UPDATE, OCT. 21, 10:59 A.M.: Parole was denied today for Robert Lee Carney Jr., who is serving a life sentence at Mule Creek State Prison in Ione for the Dec. 16, 1975, murder of 55-year-old Anaheim High School teacher Gene Henderson.

Carney, 56, is next eligible for a parole hearing in 2016.

ORIGINAL POST, OCT. 21, 8:29 A.M.: Orange County deputy district attorneys are at opposite ends of the state this morning opposing the paroles of a man convicted of slaying a laborer in a Cypress strawberry field over a bloody family feud, and another killer put away for bludgeoning to death an Anaheim High School teacher for $30 (split three ways).

In the first case, Odon Borja had his originally scheduled July 25 parole hearing at Richard J. Donovan Correctional Facility in San Diego postponed due to a glitch with the recording equipment. It was re-set for this morning.

Deputy DA Heidi Garrel was originally going to appear before the board in July, but now her colleague Elisabeth McKinley gets the call. Edward Munoz is the former deputy DA who prosecuted the original murder case. See:

Three brothers of Borja and three of Gumaro Pineda got into a heated argument during a December 1983 festival in Acapulco, Mexico, before the Borja clan killed the members of the Pineda clan. A Pineda family friend who witnessed the murders was later killed, as was Borja's father--all within a week of the original slayings.

Three years later, then 30-year-old Odon Borja was drinking with his cousin Juan Cruz Torres in Orange County when the 22-year-old urged Borja to avenge his father's death by killing Gumaro Pineda, who was then working in a strawberry field in Cypress.
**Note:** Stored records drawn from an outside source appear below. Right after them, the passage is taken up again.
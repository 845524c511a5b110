//! DANE/TLSA certificate verification (spec.md §4.4, RFC 6698). Composes
//! the resolver (for the TLSA and A lookups), a direct client-side TLS
//! socket, and RFC 6698's usage/selector/matching rules.

use std::net::Ipv4Addr;
use std::sync::Arc;

use der::{Decode, Encode};
use ring::digest;
use rustls::pki_types::{CertificateDer, ServerName};
use tokio::net::TcpStream;
use tokio_rustls::TlsConnector;
use tracing::debug;
use x509_cert::Certificate;

use crate::dns::{DNSResourceType, RData};
use crate::error::{HsknsError, Result};
use crate::metrics::HsknsMetrics;
use crate::resolver::Resolver;

/// A single TLSA record as carried in a decoded DNS answer.
#[derive(Debug, Clone)]
struct TlsaRecord {
    usage: u8,
    selector: u8,
    matching: u8,
    data: Vec<u8>,
}

#[derive(Debug, Clone)]
pub struct CertInfo {
    pub subject: String,
    pub issuer: String,
    pub spki_fingerprint_sha256: String,
}

#[derive(Debug, Clone)]
pub enum DaneOutcome {
    Ok {
        matched_record: usize,
        cert: CertInfo,
    },
    Mismatch {
        cert: CertInfo,
    },
    NoTlsa,
    NotSupported(String),
}

pub struct DaneVerifier {
    resolver: Arc<Resolver>,
    metrics: Option<Arc<HsknsMetrics>>,
}

impl DaneVerifier {
    pub fn new(resolver: Arc<Resolver>) -> Self {
        Self {
            resolver,
            metrics: None,
        }
    }

    pub fn with_metrics(mut self, metrics: Arc<HsknsMetrics>) -> Self {
        self.metrics = Some(metrics);
        self
    }

    fn record(&self, outcome: &str) {
        if let Some(metrics) = &self.metrics {
            metrics.record_dane_outcome(outcome);
        }
    }

    pub async fn verify(&self, https_url: &str) -> Result<DaneOutcome> {
        let (host, port) = parse_https_url(https_url)?;
        if port != 443 {
            self.record("not_supported");
            return Ok(DaneOutcome::NotSupported(format!(
                "DANE is only supported on port 443, got {port}"
            )));
        }

        let tlsa_records = self.fetch_tlsa(&host).await?;
        if tlsa_records.is_empty() {
            self.record("no_tlsa");
            return Ok(DaneOutcome::NoTlsa);
        }

        let addr = self.fetch_address(&host).await?;
        let chain = self.fetch_chain(&host, addr).await?;

        let outcome = match_chain_against_tlsa(&chain, &tlsa_records)?;
        self.record(match &outcome {
            DaneOutcome::Ok { .. } => "ok",
            DaneOutcome::Mismatch { .. } => "mismatch",
            DaneOutcome::NoTlsa => "no_tlsa",
            DaneOutcome::NotSupported(_) => "not_supported",
        });
        Ok(outcome)
    }

    async fn fetch_tlsa(&self, host: &str) -> Result<Vec<TlsaRecord>> {
        let name = format!("_443._tcp.{host}");
        let packet = self.resolver.resolve(&name, DNSResourceType::TLSA).await?;
        let Some(packet) = packet else {
            return Ok(Vec::new());
        };
        Ok(packet
            .answers
            .into_iter()
            .filter_map(|rr| match rr.rdata {
                RData::Tlsa {
                    usage,
                    selector,
                    matching,
                    data,
                } => Some(TlsaRecord {
                    usage,
                    selector,
                    matching,
                    data,
                }),
                _ => None,
            })
            .collect())
    }

    async fn fetch_address(&self, host: &str) -> Result<Ipv4Addr> {
        let packet = self.resolver.resolve(host, DNSResourceType::A).await?;
        let packet = packet.ok_or_else(|| HsknsError::Unreachable { name: host.to_string() })?;
        packet
            .answers
            .into_iter()
            .find_map(|rr| match rr.rdata {
                RData::A(addr) => Some(addr),
                _ => None,
            })
            .ok_or_else(|| HsknsError::Unreachable { name: host.to_string() })
    }

    async fn fetch_chain(&self, host: &str, addr: Ipv4Addr) -> Result<Vec<CertificateDer<'static>>> {
        // Idempotent: rustls 0.23 needs a process-wide default crypto
        // provider installed once before building any ClientConfig.
        let _ = rustls::crypto::ring::default_provider().install_default();

        let config = rustls::ClientConfig::builder()
            .dangerous()
            .with_custom_certificate_verifier(Arc::new(AcceptAnyVerifier))
            .with_no_client_auth();
        let connector = TlsConnector::from(Arc::new(config));

        let server_name = ServerName::try_from(host.to_string())
            .map_err(|_| HsknsError::BadProof {
                peer: host.to_string(),
                reason: "invalid SNI host name".to_string(),
            })?;

        let stream = TcpStream::connect((addr, 443)).await?;
        let tls_stream = connector
            .connect(server_name, stream)
            .await
            .map_err(|err| HsknsError::BadProof {
                peer: host.to_string(),
                reason: format!("TLS handshake failed: {err}"),
            })?;

        let (_, conn) = tls_stream.get_ref();
        let chain = conn
            .peer_certificates()
            .ok_or_else(|| HsknsError::BadProof {
                peer: host.to_string(),
                reason: "server presented no certificate chain".to_string(),
            })?;
        Ok(chain.iter().map(|c| c.clone().into_owned()).collect())
    }
}

fn parse_https_url(url: &str) -> Result<(String, u16)> {
    let without_scheme = url.strip_prefix("https://").unwrap_or(url);
    let authority = without_scheme.split('/').next().unwrap_or(without_scheme);
    match authority.rsplit_once(':') {
        Some((host, port)) => {
            let port: u16 = port.parse().map_err(|_| HsknsError::BadProof {
                peer: url.to_string(),
                reason: "invalid port in URL".to_string(),
            })?;
            Ok((host.to_string(), port))
        }
        None => Ok((authority.to_string(), 443)),
    }
}

/// The matching loop of spec.md §4.4 point 4, factored out of `verify` so
/// it can be exercised directly against a synthetic chain in tests.
fn match_chain_against_tlsa(
    chain: &[CertificateDer<'_>],
    tlsa_records: &[TlsaRecord],
) -> Result<DaneOutcome> {
    let leaf = chain
        .first()
        .ok_or_else(|| HsknsError::Unreachable { name: "dane".to_string() })?;
    let leaf_cert = parse_cert(leaf)?;
    let leaf_info = cert_info(&leaf_cert)?;

    for (index, tlsa) in tlsa_records.iter().enumerate() {
        let candidate = match tlsa.usage {
            2 => chain.get(1),
            3 => chain.first(),
            other => {
                debug!(usage = other, "skipping TLSA record with unsupported usage");
                continue;
            }
        };
        let Some(candidate) = candidate else { continue };

        let Some(selected_bytes) = select_bytes(candidate, tlsa.selector) else {
            debug!(selector = tlsa.selector, "skipping TLSA record with unsupported selector");
            continue;
        };

        let Some(computed) = apply_matching(&selected_bytes, tlsa.matching) else {
            debug!(matching = tlsa.matching, "skipping TLSA record with unsupported matching type");
            continue;
        };

        if computed == tlsa.data {
            return Ok(DaneOutcome::Ok {
                matched_record: index,
                cert: leaf_info,
            });
        }
    }

    Ok(DaneOutcome::Mismatch { cert: leaf_info })
}

fn parse_cert(der: &CertificateDer<'_>) -> Result<Certificate> {
    Certificate::from_der(der.as_ref()).map_err(|err| HsknsError::BadProof {
        peer: "dane".to_string(),
        reason: format!("failed to parse X.509 certificate: {err}"),
    })
}

fn cert_info(cert: &Certificate) -> Result<CertInfo> {
    let spki_der = cert
        .tbs_certificate
        .subject_public_key_info
        .to_der()
        .map_err(|err| HsknsError::BadProof {
            peer: "dane".to_string(),
            reason: format!("failed to re-encode SPKI: {err}"),
        })?;
    let fingerprint = digest::digest(&digest::SHA256, &spki_der);
    Ok(CertInfo {
        subject: cert.tbs_certificate.subject.to_string(),
        issuer: cert.tbs_certificate.issuer.to_string(),
        spki_fingerprint_sha256: hex::encode(fingerprint.as_ref()),
    })
}

/// Selector 0 is the full cert DER (already what `CertificateDer` holds);
/// selector 1 is the SubjectPublicKeyInfo DER. Any other value is
/// unsupported (spec.md §4.4 point 4).
fn select_bytes(der: &CertificateDer<'_>, selector: u8) -> Option<Vec<u8>> {
    match selector {
        0 => Some(der.as_ref().to_vec()),
        1 => {
            let cert = parse_cert(der).ok()?;
            cert.tbs_certificate.subject_public_key_info.to_der().ok()
        }
        _ => None,
    }
}

/// Matching 0 is exact bytes, 1 is SHA-256, 2 is SHA-512.
fn apply_matching(bytes: &[u8], matching: u8) -> Option<Vec<u8>> {
    match matching {
        0 => Some(bytes.to_vec()),
        1 => Some(digest::digest(&digest::SHA256, bytes).as_ref().to_vec()),
        2 => Some(digest::digest(&digest::SHA512, bytes).as_ref().to_vec()),
        _ => None,
    }
}

#[derive(Debug)]
struct AcceptAnyVerifier;

impl rustls::client::danger::ServerCertVerifier for AcceptAnyVerifier {
    fn verify_server_cert(
        &self,
        _end_entity: &CertificateDer<'_>,
        _intermediates: &[CertificateDer<'_>],
        _server_name: &ServerName<'_>,
        _ocsp_response: &[u8],
        _now: rustls::pki_types::UnixTime,
    ) -> std::result::Result<rustls::client::danger::ServerCertVerified, rustls::Error> {
        Ok(rustls::client::danger::ServerCertVerified::assertion())
    }

    fn verify_tls12_signature(
        &self,
        _message: &[u8],
        _cert: &CertificateDer<'_>,
        _dss: &rustls::DigitallySignedStruct,
    ) -> std::result::Result<rustls::client::danger::HandshakeSignatureValid, rustls::Error> {
        Ok(rustls::client::danger::HandshakeSignatureValid::assertion())
    }

    fn verify_tls13_signature(
        &self,
        _message: &[u8],
        _cert: &CertificateDer<'_>,
        _dss: &rustls::DigitallySignedStruct,
    ) -> std::result::Result<rustls::client::danger::HandshakeSignatureValid, rustls::Error> {
        Ok(rustls::client::danger::HandshakeSignatureValid::assertion())
    }

    fn supported_verify_schemes(&self) -> Vec<rustls::SignatureScheme> {
        rustls::crypto::ring::default_provider()
            .signature_verification_algorithms
            .supported_schemes()
    }
}

#[cfg(test)]
mod tests {
    use super::*;

    #[test]
    fn parses_url_with_default_port() {
        assert_eq!(parse_https_url("https://nathan.woodbur").unwrap(), ("nathan.woodbur".to_string(), 443));
    }

    #[test]
    fn parses_url_with_explicit_port_and_path() {
        assert_eq!(
            parse_https_url("https://nathan.woodbur:8443/path").unwrap(),
            ("nathan.woodbur".to_string(), 8443)
        );
    }

    #[test]
    fn matching_zero_is_exact_bytes() {
        assert_eq!(apply_matching(b"hello", 0), Some(b"hello".to_vec()));
    }

    #[test]
    fn matching_one_is_sha256() {
        let expected = digest::digest(&digest::SHA256, b"hello").as_ref().to_vec();
        assert_eq!(apply_matching(b"hello", 1), Some(expected));
    }

    #[test]
    fn unsupported_matching_value_is_skipped() {
        assert_eq!(apply_matching(b"hello", 99), None);
    }

    fn self_signed_chain() -> Vec<CertificateDer<'static>> {
        let certified = rcgen::generate_simple_self_signed(vec!["nathan.woodbur".to_string()]).unwrap();
        let der = certified.cert.der().clone();
        vec![der.clone(), der]
    }

    /// spec.md §8: "for every combination of (usage, selector, matching),
    /// given a synthetic chain whose selected portion hashes to the TLSA
    /// data, `verify` reports DANE_OK; flipping any byte yields
    /// DANE_MISMATCH."
    #[test]
    fn matches_every_usage_selector_matching_combination() {
        let chain = self_signed_chain();

        for usage in [2u8, 3] {
            for selector in [0u8, 1] {
                for matching in [0u8, 1, 2] {
                    let target_index = if usage == 2 { 1 } else { 0 };
                    let selected = select_bytes(&chain[target_index], selector).unwrap();
                    let data = apply_matching(&selected, matching).unwrap();

                    let record = TlsaRecord {
                        usage,
                        selector,
                        matching,
                        data: data.clone(),
                    };
                    let outcome = match_chain_against_tlsa(&chain, std::slice::from_ref(&record)).unwrap();
                    assert!(
                        matches!(outcome, DaneOutcome::Ok { matched_record: 0, .. }),
                        "usage={usage} selector={selector} matching={matching} did not match"
                    );

                    let mut flipped = data;
                    flipped[0] ^= 0xFF;
                    let bad_record = TlsaRecord {
                        usage,
                        selector,
                        matching,
                        data: flipped,
                    };
                    let mismatch = match_chain_against_tlsa(&chain, std::slice::from_ref(&bad_record)).unwrap();
                    assert!(matches!(mismatch, DaneOutcome::Mismatch { .. }));
                }
            }
        }
    }

    #[test]
    fn unsupported_usage_is_skipped_and_yields_mismatch() {
        let chain = self_signed_chain();
        let record = TlsaRecord {
            usage: 1,
            selector: 0,
            matching: 0,
            data: vec![0; 4],
        };
        let outcome = match_chain_against_tlsa(&chain, &[record]).unwrap();
        assert!(matches!(outcome, DaneOutcome::Mismatch { .. }));
    }
}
The cousins took two weapons, a .38 caliber pistol and a long barrel .22 caliber pistol, with nearly 100 rounds of ammunition and set out the morning of April 17, 1986, for the strawberry field at the southwest corner of Katella Avenue and Valley View Street. They parked on a dirt driveway and walked onto the field, where Torres pointed out 33-year-old Pineda.
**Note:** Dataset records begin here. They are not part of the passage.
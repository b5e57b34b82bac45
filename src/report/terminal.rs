use std::fmt::Write;

use error_stack::{Report, ResultExt};

use crate::error::ReportError;
use crate::model::{IndicatorRow, Profile};
use crate::pipeline::Analysis;
use crate::report::Reporter;

/// Plain-text summary: price tiles, latest indicator values, score breakdown
/// and the verdict.
pub struct TerminalReporter;

fn indicator_values(row: &IndicatorRow) -> Vec<(&'static str, f64)> {
    [
        ("sma_short", row.sma_short),
        ("sma_long", row.sma_long),
        ("ema_short", row.ema_short),
        ("ema_long", row.ema_long),
        ("bb_lower", row.bb_lower),
        ("bb_mid", row.bb_mid),
        ("bb_upper", row.bb_upper),
        ("macd", row.macd),
        ("macd_signal", row.macd_signal),
        ("macd_hist", row.macd_hist),
        ("stoch_k", row.stoch_k),
        ("stoch_d", row.stoch_d),
        ("rsi", row.rsi),
    ]
    .into_iter()
    .filter_map(|(name, value)| value.map(|v| (name, v)))
    .collect()
}

/// `3.10T`, `512.40B`, `87.00M`.
fn abbreviate(amount: f64) -> String {
    const UNITS: [(f64, &str); 3] = [(1e12, "T"), (1e9, "B"), (1e6, "M")];
    UNITS
        .iter()
        .find(|(scale, _)| amount.abs() >= *scale)
        .map(|(scale, unit)| format!("{:.2}{unit}", amount / scale))
        .unwrap_or_else(|| format!("{amount:.0}"))
}

fn write_profile(profile: &Profile, out: &mut String) -> std::fmt::Result {
    let mut tiles = Vec::new();
    if let Some(sector) = &profile.sector {
        tiles.push(format!("sector {sector}"));
    }
    if let Some(pe) = profile.pe_ratio {
        tiles.push(format!("P/E {pe:.1}"));
    }
    if let Some(cap) = profile.market_cap {
        tiles.push(format!("market cap {}", abbreviate(cap)));
    }
    if let Some(high) = profile.fifty_two_week_high {
        tiles.push(format!("52w high {high:.2}"));
    }
    if !tiles.is_empty() {
        writeln!(out, "profile    {}", tiles.join("  "))?;
    }
    Ok(())
}

fn write_text(analysis: &Analysis, out: &mut String) -> std::fmt::Result {
    let summary = &analysis.summary;
    writeln!(
        out,
        "== {} ({} to {}, {} sessions)",
        analysis.ticker,
        summary.first.date_naive(),
        summary.last.date_naive(),
        summary.sessions
    )?;

    write!(out, "price      {:.2}", summary.latest_close)?;
    if let (Some(change), Some(pct)) = (summary.change, summary.change_pct) {
        write!(out, "  ({change:+.2}, {pct:+.2}%)")?;
    }
    writeln!(out)?;
    writeln!(
        out,
        "range      high {:.2}  low {:.2}",
        summary.period_high, summary.period_low
    )?;

    if let Some(profile) = &analysis.profile {
        write_profile(profile, out)?;
    }

    if let Some(scored) = analysis.scored_row() {
        if analysis.scored_at == summary.last {
            writeln!(out, "indicators")?;
        } else {
            writeln!(out, "indicators (as of {})", analysis.scored_at.date_naive())?;
        }
        for (name, value) in indicator_values(scored) {
            writeln!(out, "  {name:<12}{value:>12.2}")?;
        }
    }

    writeln!(out, "signals")?;
    if analysis.score.components.is_empty() {
        writeln!(out, "  (none fired)")?;
    }
    for component in &analysis.score.components {
        writeln!(
            out,
            "  {:<13}{:>+3}  {}",
            component.group.to_string(),
            component.delta,
            component.label
        )?;
    }

    writeln!(
        out,
        "score      {:+} -> {}",
        analysis.score.total, analysis.verdict.label
    )?;
    writeln!(out, "advice     {}", analysis.verdict.advice)?;

    if !analysis.dropped.is_empty() {
        writeln!(out, "dropped    {} rows with unusable close", analysis.dropped.len())?;
    }
    Ok(())
}

impl Reporter for TerminalReporter {
    fn render(&self, analysis: &Analysis) -> Result<String, Report<ReportError>> {
        let mut out = String::new();
        write_text(analysis, &mut out)
            .change_context(ReportError::Render)
            .attach_with(|| format!("ticker: {}", analysis.ticker))?;
        Ok(out)
    }
}

#[cfg(test)]
mod tests {
    use super::*;
    use crate::report::test_support::sample_analysis;
    use chrono::{TimeZone, Utc};

    #[test]
    fn text_contains_summary_and_verdict() {
        let text = TerminalReporter.render(&sample_analysis()).unwrap();
        assert!(text.starts_with("== AAPL (2023-06-29 to 2024-06-28, 250 sessions)"));
        assert!(text.contains("price      211.00  (-1.50, -0.71%)"));
        assert!(text.contains("score      +3 -> bullish"));
        assert!(text.contains("Bias is positive"));
    }

    #[test]
    fn only_defined_indicators_listed() {
        let text = TerminalReporter.render(&sample_analysis()).unwrap();
        assert!(text.contains("ema_short"));
        assert!(text.contains("rsi"));
        assert!(!text.contains("sma_long"));
    }

    #[test]
    fn components_listed_with_signed_delta() {
        let text = TerminalReporter.render(&sample_analysis()).unwrap();
        assert!(text.contains("trend         +3  strong uptrend"));
    }

    #[test]
    fn profile_tiles_show_known_values_only() {
        let mut analysis = sample_analysis();
        analysis.profile = Some(Profile {
            sector: Some("Technology".into()),
            pe_ratio: Some(32.44),
            market_cap: Some(3.1e12),
            fifty_two_week_high: None,
        });
        let text = TerminalReporter.render(&analysis).unwrap();
        assert!(text.contains("profile    sector Technology  P/E 32.4  market cap 3.10T\n"));
    }

    #[test]
    fn no_profile_line_without_profile() {
        let text = TerminalReporter.render(&sample_analysis()).unwrap();
        assert!(!text.contains("profile"));
    }

    #[test]
    fn earlier_scored_row_is_dated() {
        let mut analysis = sample_analysis();
        analysis.summary.last = Utc.with_ymd_and_hms(2024, 7, 1, 0, 0, 0).unwrap();
        let text = TerminalReporter.render(&analysis).unwrap();
        assert!(text.contains("indicators (as of 2024-06-28)"));
    }

    #[test]
    fn amounts_are_abbreviated() {
        assert_eq!(abbreviate(3.1e12), "3.10T");
        assert_eq!(abbreviate(512.4e9), "512.40B");
        assert_eq!(abbreviate(87e6), "87.00M");
        assert_eq!(abbreviate(950.0), "950");
    }

    #[test]
    fn empty_score_says_none_fired() {
        let mut analysis = sample_analysis();
        analysis.score.components.clear();
        analysis.score.total = 0;
        let text = TerminalReporter.render(&analysis).unwrap();
        assert!(text.contains("(none fired)"));
        assert!(text.contains("score      +0 -> bullish"));
    }
}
Borja called out Pineda's name from less than 15 feet away. When Pineda rose to face him, Borja unloaded the .38 caliber pistol into him. As Pineda lay wounded, Borja walked closer and fired several more times, including the killshot. The cousins then scrammed for their vehicle, but not without first firing their guns into the air and at a crowd of more than 100 workers.

They tried to get away but were pursued by Cypress cops. The chase lasted for about five miles before the pair was caught and arrested. Besides a murder rap, Borja had been driving with a blood alcohol content of .14 percent, which is over the legal limit.

Cypress investigators learned from farm workers what prompted Pineda's slaying. Torres and Borja were convicted in December 1986 of first-degree murder. Borja was sentenced on Jan. 23, 1987, to 25 years to life in state prison.

As they were prepared to do in July, prosecutors will oppose now-56-year-old Borja's parole on grounds that he has displayed a lack of remorse, that he's undergone a lack of rehabilitation and that he possesses a capability to commit another violent crime.